As I enter, the sound of a male voice accompanied by a Roland keyboard reverberates around the empty hall. In the distance a lone man, short of stature, with greying hair, stands on stage behind the Roland and a standing mike, making a tiny island in the middle of an otherwise deserted expanse of blackness. Who is he, I wonder - perhaps a sound technician? It is several minutes before it dawns on me that this small man is the legendary Geoff Bullock whom I have come to interview.
Geoff Bullock is no longer the super-hero of Australasian Christian worship. He is, by his own description, a man who has a profound sense of his own brokenness. "Let's face it," says Geoff, "when you think of the name Geoff Bullock you think of two things. One is a headline - and the other thing has to be grace. And grace, the grace of God, is why I am here."
For many New Zealand Christians 'the headline' is a mystery.
"What happened to Geoff Bullock?"
"He left Hills Christian Centre didn't he? I don't know why. Do you?"
"I would love the facts to be made known to the churches," says Geoff, "so people know how it was. My biggest fear is that people will think 'Oh, he's just stuffed it all under the carpet'."
However Geoff is also at pains to protect the others involved. Several times during the interview and our discussions after it he would request that details not be spelled out: "I need to protect the many others who have been drawn into this sad time and not to presume to talk on their behalf."
Leaving Hills
"I left Hills purely because I came to the unshakeable conclusion that God was saying to me 'Go!'. There was, and still is, no agenda in me leaving, contrary to what people may say who knew me at the time, or have presumed to speak on my behalf.
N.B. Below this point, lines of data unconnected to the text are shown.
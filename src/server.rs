//! Minimal MCP server
//!
//! [`McpServer`] answers `initialize` and `ping` itself and dispatches every
//! other request to handlers registered with [`McpServer::method`]. It is a
//! tower [`Service`] over [`ServerRequest`], so it composes with
//! [`JsonRpcLayer`](crate::JsonRpcLayer) and
//! [`McpTracingLayer`](crate::McpTracingLayer), and is what the stdio loop and
//! the HTTP endpoint serve.
//!
//! Each successful `initialize` creates a session in the server's
//! [`SessionRegistry`]; later requests naming that session refresh it.
//!
//! # Example
//!
//! ```rust
//! use mcp_conduit::McpServer;
//! use serde_json::json;
//!
//! let server = McpServer::new("echo-server", "1.0.0")
//!     .instructions("Echoes its params back")
//!     .method("echo", |params| async move { Ok(params.unwrap_or(json!({}))) });
//! ```

use std::collections::HashMap;
use std::convert::Infallible;
use std::future::Future;
use std::pin::Pin;
use std::sync::Arc;
use std::task::{Context, Poll};

use futures::future::BoxFuture;
use serde_json::{Map, Value, json};
use tower_service::Service;

use crate::error::JsonRpcError;
use crate::protocol::{
    Implementation, InitializeParams, InitializeResult, JsonRpcMessage, MessageKind,
    SUPPORTED_PROTOCOL_VERSIONS, methods, notifications,
};
use crate::session::SessionRegistry;

type MethodHandler =
    Arc<dyn Fn(Option<Value>) -> BoxFuture<'static, Result<Value, JsonRpcError>> + Send + Sync>;

/// Request type for the tower Service implementation
#[derive(Debug, Clone)]
pub struct ServerRequest {
    /// Session the message arrived on, if known
    pub session_id: Option<String>,
    pub message: JsonRpcMessage,
}

impl ServerRequest {
    pub fn new(message: JsonRpcMessage) -> Self {
        Self {
            session_id: None,
            message,
        }
    }

    pub fn with_session(mut self, session_id: impl Into<String>) -> Self {
        self.session_id = Some(session_id.into());
        self
    }
}

/// Response type for the tower Service implementation
#[derive(Debug, Clone)]
pub struct ServerResponse {
    /// Session the reply belongs to; set by `initialize` for a new session
    pub session_id: Option<String>,
    /// `None` when the request was a notification
    pub message: Option<JsonRpcMessage>,
}

impl ServerResponse {
    fn none(session_id: Option<String>) -> Self {
        Self {
            session_id,
            message: None,
        }
    }
}

/// Minimal MCP server
#[derive(Clone)]
pub struct McpServer {
    inner: Arc<ServerInner>,
}

#[derive(Clone)]
struct ServerInner {
    server_info: Implementation,
    capabilities: Value,
    instructions: Option<String>,
    supported_versions: Vec<String>,
    reject_unsupported: bool,
    methods: HashMap<String, MethodHandler>,
    sessions: Arc<SessionRegistry>,
}

impl std::fmt::Debug for McpServer {
    fn fmt(&self, f: &mut std::fmt::Formatter<'_>) -> std::fmt::Result {
        let mut methods: Vec<&String> = self.inner.methods.keys().collect();
        methods.sort();
        f.debug_struct("McpServer")
            .field("server_info", &self.inner.server_info)
            .field("supported_versions", &self.inner.supported_versions)
            .field("methods", &methods)
            .finish()
    }
}

impl McpServer {
    pub fn new(name: impl Into<String>, version: impl Into<String>) -> Self {
        Self {
            inner: Arc::new(ServerInner {
                server_info: Implementation::new(name, version),
                capabilities: json!({}),
                instructions: None,
                supported_versions: SUPPORTED_PROTOCOL_VERSIONS
                    .iter()
                    .map(|v| v.to_string())
                    .collect(),
                reject_unsupported: false,
                methods: HashMap::new(),
                sessions: Arc::new(SessionRegistry::new()),
            }),
        }
    }

    /// Set instructions for LLMs describing how to use this server
    pub fn instructions(mut self, instructions: impl Into<String>) -> Self {
        Arc::make_mut(&mut self.inner).instructions = Some(instructions.into());
        self
    }

    /// Capabilities advertised in the `initialize` result
    pub fn capabilities(mut self, capabilities: Value) -> Self {
        Arc::make_mut(&mut self.inner).capabilities = capabilities;
        self
    }

    /// Versions this server accepts, newest first
    pub fn supported_versions<I, V>(mut self, versions: I) -> Self
    where
        I: IntoIterator<Item = V>,
        V: Into<String>,
    {
        let versions: Vec<String> = versions.into_iter().map(Into::into).collect();
        if !versions.is_empty() {
            Arc::make_mut(&mut self.inner).supported_versions = versions;
        }
        self
    }

    /// Answer `initialize` with an error instead of counter-proposing a version.
    pub fn reject_unsupported_versions(mut self) -> Self {
        Arc::make_mut(&mut self.inner).reject_unsupported = true;
        self
    }

    /// Use a specific session registry (for example one with a capacity limit).
    pub fn session_registry(mut self, registry: Arc<SessionRegistry>) -> Self {
        Arc::make_mut(&mut self.inner).sessions = registry;
        self
    }

    /// Register a request handler for `name`.
    pub fn method<F, Fut>(mut self, name: impl Into<String>, handler: F) -> Self
    where
        F: Fn(Option<Value>) -> Fut + Send + Sync + 'static,
        Fut: Future<Output = Result<Value, JsonRpcError>> + Send + 'static,
    {
        let handler: MethodHandler = Arc::new(move |params| Box::pin(handler(params)));
        Arc::make_mut(&mut self.inner)
            .methods
            .insert(name.into(), handler);
        self
    }

    pub fn server_info(&self) -> &Implementation {
        &self.inner.server_info
    }

    pub fn sessions(&self) -> &Arc<SessionRegistry> {
        &self.inner.sessions
    }

    pub fn supported_versions_list(&self) -> &[String] {
        &self.inner.supported_versions
    }

    /// Pick the version to answer an `initialize` carrying `requested` with.
    pub fn negotiate_version(&self, requested: &str) -> Result<String, JsonRpcError> {
        let supported = &self.inner.supported_versions;
        if supported.iter().any(|v| v == requested) {
            return Ok(requested.to_string());
        }
        if self.inner.reject_unsupported {
            tracing::warn!(requested = %requested, "Rejecting unsupported protocol version");
            return Err(
                JsonRpcError::invalid_params("Unsupported protocol version").with_data(json!({
                    "supported": supported,
                    "requested": requested,
                })),
            );
        }
        let fallback = supported
            .first()
            .cloned()
            .unwrap_or_else(|| crate::protocol::LATEST_PROTOCOL_VERSION.to_string());
        tracing::debug!(requested = %requested, answered = %fallback, "Counter-proposing protocol version");
        Ok(fallback)
    }

    /// Handle one message.
    pub async fn handle(&self, request: ServerRequest) -> ServerResponse {
        let ServerRequest {
            session_id,
            message,
        } = request;

        if let Some(id) = &session_id {
            self.inner.sessions.touch(id).await;
        }

        let kind = match message.kind() {
            Ok(kind) => kind,
            Err(e) => {
                tracing::debug!(error = %e, "Invalid message");
                return ServerResponse {
                    session_id,
                    message: message
                        .id
                        .map(|id| JsonRpcMessage::error_response(id, e.to_jsonrpc())),
                };
            }
        };

        match kind {
            MessageKind::Notification => {
                let method = message.method.as_deref().unwrap_or_default();
                match method {
                    notifications::INITIALIZED => {
                        tracing::info!(session_id = ?session_id, "Client initialized");
                    }
                    notifications::CANCELLED => {
                        tracing::debug!(params = ?message.params, "Client cancelled a request");
                    }
                    other => tracing::debug!(method = %other, "Ignoring notification"),
                }
                ServerResponse::none(session_id)
            }
            MessageKind::Response | MessageKind::Error => {
                tracing::debug!(id = ?message.id, "Ignoring response from client");
                ServerResponse::none(session_id)
            }
            MessageKind::Request => self.handle_request(session_id, message).await,
        }
    }

    async fn handle_request(
        &self,
        session_id: Option<String>,
        message: JsonRpcMessage,
    ) -> ServerResponse {
        let JsonRpcMessage {
            id, method, params, ..
        } = message;
        let (Some(id), Some(method)) = (id, method) else {
            return ServerResponse::none(session_id);
        };

        let (session_id, outcome) = match method.as_str() {
            methods::INITIALIZE => match self.initialize(params).await {
                Ok((new_session, result)) => (Some(new_session), Ok(result)),
                Err(e) => (session_id, Err(e)),
            },
            methods::PING => (session_id, Ok(json!({}))),
            name => match self.inner.methods.get(name) {
                Some(handler) => (session_id, handler(params).await),
                None => (session_id, Err(JsonRpcError::method_not_found(name))),
            },
        };

        let message = match outcome {
            Ok(result) => JsonRpcMessage::response(id, result),
            Err(error) => JsonRpcMessage::error_response(id, error),
        };
        ServerResponse {
            session_id,
            message: Some(message),
        }
    }

    async fn initialize(&self, params: Option<Value>) -> Result<(String, Value), JsonRpcError> {
        let params: InitializeParams = serde_json::from_value(params.unwrap_or(Value::Null))
            .map_err(|e| JsonRpcError::invalid_params(format!("Invalid initialize params: {}", e)))?;

        let version = self.negotiate_version(&params.protocol_version)?;
        let mut metadata = Map::new();
        metadata.insert("capabilities".to_string(), params.capabilities);

        let session_id = self
            .inner
            .sessions
            .create(params.client_info.clone(), version.clone(), metadata)
            .await
            .map_err(|e| JsonRpcError::internal_error(e.to_string()))?;

        tracing::info!(
            client = %params.client_info.name,
            requested = %params.protocol_version,
            version = %version,
            session_id = %session_id,
            "Initialize"
        );

        let result = InitializeResult {
            protocol_version: version,
            capabilities: self.inner.capabilities.clone(),
            server_info: self.inner.server_info.clone(),
            instructions: self.inner.instructions.clone(),
        };
        let value = serde_json::to_value(result)
            .map_err(|e| JsonRpcError::internal_error(format!("Serialization error: {}", e)))?;
        Ok((session_id, value))
    }
}

impl Service<ServerRequest> for McpServer {
    type Response = ServerResponse;
    type Error = Infallible; // Errors are in the response
    type Future = Pin<Box<dyn Future<Output = Result<Self::Response, Self::Error>> + Send>>;

    fn poll_ready(&mut self, _cx: &mut Context<'_>) -> Poll<Result<(), Self::Error>> {
        Poll::Ready(Ok(()))
    }

    fn call(&mut self, req: ServerRequest) -> Self::Future {
        let server = self.clone();
        Box::pin(async move { Ok(server.handle(req).await) })
    }
}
"When I decided to leave it was just because God said 'It's time to go' and so I followed my conscience and left. If I couldn't do that then how could I continue to minister, let alone live with my conscience?
"Of course there were difficulties, but we always endeavoured to work through them, we journeyed through them together. I would constantly pray through issues when they would arise, and God would always say 'Don't change the circumstances, change your reactions'. And so I would try to change my reactions.
"The best way I can describe it is this: if I joined the Labour Party in Australia, and rose to the position of cabinet minister, there would be a whole series of things that the Party would decide en masse to do and I would have to play my role in the Party. Now if I was struggling in myself and feeling this deep sense of failure, that would be a constant problem.
"And that is what it was like. I just always thought I was failing. There was this longstanding frustration that I could never be the person that I felt that people needed me to be, that I needed me to be in that place.
"People have said that Hillsong 95 was my highest moment - the heights from which I fell. Yet if someone asked me what was the worst experience of my whole ministry career it would be Hillsong 95, because I felt so out of my depth.
"I kept thinking, 'I don't know what I'm doing here, I'm unable to be the person that I need to be'. I just can't be Mr Charisma and Mr Excited. That's not me. I'm a quiet, introspective, melancholic type of guy. I struggled throughout the week trying to lead the worship, but feeling very much that I was failing. I really fell apart emotionally within a month of the conference ending.
"My face was on all the posters, I was writing songs which everyone was singing, but inside I was asking myself 'Why am I always struggling? Why can't I just rise up in faith and be the man of God that everybody else says I should be, that this movement says I should be?'"
Losing His Marriage
Geoff's marriage was terminally damaged before he left Hills.
"It was over before I knew it. I was just too busy to even notice what was happening. People say, 'Weren't there signs?' Of course there were signs. But we just thought OK, we'll just have to work harder - serve God harder - we'll do more for God and he will bless us.
"We separated within weeks of leaving Hills. It was a very hard time and it got worse as the months went on. I had to face the fact of my failure as a husband and a father.
"Suddenly, although it was very important to others, leaving Hills was not very important to me. It was not the main issue. The greatest tragedy was the consequences that years of poor stewardship and a woeful lack of priorities had visited on all of us.
"After about ten months I fell in love with somebody I'd known a long time. I was so despondent, and disappointed with the way everything had gone, that basically, when I hit a rock in the middle of a raging stream I held on to it. And it just . . . it happened. There are no excuses.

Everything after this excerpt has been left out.